The role of various types of defects in establishing the magnetic properties of the ${\mathrm{C}}_{60}$-based polymers and the single-wall carbon nanotubes is investigated. Comparing the role of carbon vacancies, and that of substitutional impurity atoms $X$ ($X=\mathrm{N}$, B, O, Si, P, and S) in establishing a magnetic ground state it is found that the impurity $X$ atoms promote the spin density delocalization, whereas its localization appears as one of the primary effects of the carbon vacancies.

Figure 1

(Color online) Figure showing “cis” (on the same side) and “trans” (on the opposite sides) configurations of substitutional N on the ${\mathrm{C}}_{60}$ dimer.

Figure 2

(Color online) Results for the spin density (left) and charge distribution (right) in the case of a ${\mathrm{C}}_{60}$ dimer in the presence of defects in the form of; two vacancies (top panel), one vacancy and one substitutional N (middle panel), and two substitutional N atoms (bottom panel).

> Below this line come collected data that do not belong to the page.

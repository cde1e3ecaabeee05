//! Action kinds and the multiple attack penalty.
//!
//! Every action a unit takes costs one or more of its three actions. Only
//! attack rolls (Strikes and spell attacks) count toward the multiple
//! attack penalty; saving-throw spells, movement and most abilities do not.

use serde::{Deserialize, Serialize};

/// What an action is, as far as the action economy cares.
#[derive(Clone, Copy, Debug, PartialEq, Eq, Hash, Serialize, Deserialize)]
pub enum ActionKind {
    /// Melee or ranged Strike. `agile` weapons take a reduced penalty.
    Strike { agile: bool },
    /// Spell with an attack roll.
    SpellAttack,
    /// Spell that forces a saving throw.
    SpellSave,
    /// Movement.
    Stride,
    /// Class or creature ability without an attack roll.
    Ability,
    /// Anything else (Interact, Raise a Shield, ...).
    Other,
}

impl ActionKind {
    /// Melee Strike with a non-agile weapon.
    pub const STRIKE: ActionKind = ActionKind::Strike { agile: false };

    /// Whether this action makes an attack roll and so advances the penalty.
    #[must_use]
    pub const fn is_attack(self) -> bool {
        matches!(self, ActionKind::Strike { .. } | ActionKind::SpellAttack)
    }

    /// Whether the weapon used is agile. Only Strikes can be.
    #[must_use]
    pub const fn is_agile(self) -> bool {
        matches!(self, ActionKind::Strike { agile: true })
    }
}

/// Penalty for the next attack after `attacks_made` attacks this turn.
///
/// | attacks made | standard | agile |
/// |--------------|----------|-------|
/// | 0            | 0        | 0     |
/// | 1            | -5       | -4    |
/// | 2 or more    | -10      | -8    |
///
/// ```
/// use grid_tactics::turn::multiple_attack_penalty;
///
/// assert_eq!(multiple_attack_penalty(0, false), 0);
/// assert_eq!(multiple_attack_penalty(1, true), -4);
/// assert_eq!(multiple_attack_penalty(5, false), -10);
/// ```
#[must_use]
pub const fn multiple_attack_penalty(attacks_made: u8, agile: bool) -> i32 {
    match (attacks_made, agile) {
        (0, _) => 0,
        (1, true) => -4,
        (1, false) => -5,
        (_, true) => -8,
        (_, false) => -10,
    }
}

The location of each vacancy is indicated by the dashed circle and the substitutional N atoms are indicated by dashed circles outlined in blue.

Figure 3

(Color online) The calculated charge accumulation around an impurity atom $X=\mathrm{B}$, N, O, Si, P, and S, as a function of its relative electronegativity with respect to that of the C atom obtained using both Mulliken population and NBO analysis.

Figure 4

(Color online) Results for the spin density and charge distribution in the case of SWCN in the presence of defects in the form of two vacancies (top panel), one vacancy, and one substitutional N (middle panel) and two substitutional N atoms (bottom panel). As in Fig. 2, the location of each vacancy is indicated by the dashed circle and the substitutional N atoms are indicated by dashed circles outlined in blue.